For the progression from the initial lesions into the advanced atherosclerotic lesions, the most effective lipid profiles were low plasma HDL-C in TA and elevated serum non-HDL-C in LAD. This lipid profile of each artery correlated with number or density of intimal smooth muscle cell-derived foam cells, respectively. The serum concentration of non-HDL-C correlated with macrophage foam cells in TAs. Hypertension and hyperglycemia were associated with increase of intimal area and/or collagen content in both arteries, but not with either types of foam cell proliferation. Smoking correlated with increased collagen content in TAs.

Conclusion

There were histologically different ways of progressing from fatty streaks to advanced atherosclerotic lesions depending on the risk factors. For the atherosclerosis progression from type 2 lesions to advanced lesions, increase in number of smooth muscle cell-derived foam cells could be an important indicator.

Keywords: Coronary heart disease, aorta, fatty streaks, histomorphometry, immunohistochemistry, risk factors, smooth muscle foam cells

Introduction

Atherosclerosis begins in childhood or adolescence and progresses during the young adult years to cause clinical coronary heart disease (CHD) in older individuals. The progression from AHA type 2 lesions (fatty streaks) with numerous macrophage foam cells in the intima into AHA type 3 lesions (preatheromas) containing one or more pools of extracellular lipid in intima is the process that transforms reversible, initial lesions into lesions which progress to irreversible, clinically significant lesions.

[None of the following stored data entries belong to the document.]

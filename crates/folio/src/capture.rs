//! Scoped mouse capture.

use std::io::{self, stdout};

use crossterm::{
    event::{DisableMouseCapture, EnableMouseCapture},
    execute,
};
use tracing::{debug, warn};

/// Keeps terminal mouse reporting enabled while alive.
///
/// Pointer signals only reach the application while capture is on, so this
/// guard is the listener registration for every pointer-driven effect.
/// Dropping it, on any exit path, detaches them.
#[derive(Debug)]
pub struct MouseCapture {
    _private: (),
}

impl MouseCapture {
    /// Turn on mouse reporting.
    pub fn enable() -> io::Result<Self> {
        execute!(stdout(), EnableMouseCapture)?;
        debug!("mouse capture enabled");
        Ok(Self { _private: () })
    }
}

impl Drop for MouseCapture {
    fn drop(&mut self) {
        match execute!(stdout(), DisableMouseCapture) {
            Ok(()) => debug!("mouse capture disabled"),
            Err(err) => warn!(%err, "failed to disable mouse capture"),
        }
    }
}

This progression is accompanied by the chemical conversion of intimal lipid [1,2] and by changes in the effects of risk factors demonstrated by macroscopic and microscopic autopsy studies [35].

The Pathobiological Determinants of Atherosclerosis in Youth (PDAY) study was a multi-institutional project conducted to investigate atherosclerosis in juvenile and young adult autopsied subjects [6]. Our previous study using PDAY materials revealed the diversity of susceptibility to the progression of fatty streaks into preatheromas according to microscopic topographical differences in the thoracic aorta (TA) and the left coronary artery (LAD). In summary, based on differences in the histological features, the LAD was more vulnerable to lesion progression than the TA [7].

Associations between traditional risk factors and atherosclerotic lesions in the PDAY study have been previously published [3,5,810]. However, to date, the association among histomorphometric findings (intimal area and specific tissue components such as foam cells, macrophage, smooth muscle cells, lymphocytes and collagen) and risk factors associated with the progression of atherosclerotic lesions has not been systematically explored. In the present study, we focused on the correlation of histological features to the risk factors which we have shown to be associated with type 2 lesions because the progression of type 2 lesions to the more advanced type lesions leads to clinically significant atherosclerosis,.

Methods

Study subjects

This study was conducted using material derived from the multi-institutional PDAY project [6]. PDAY subjects consist of individuals 15–34 years of age who died of external causes (accidents, homicides, suicides). In the present study, 1,013 TAs and 1,009 left anterior descending (LAD) coronary arteries were available for analysis. Among these subjects, 59 sections of TA from male subjects and 45 ones of LAD from both sexes subjects, demonstrating all type 2 lesions on ORO stained slides were randomly selected for the histological analyses.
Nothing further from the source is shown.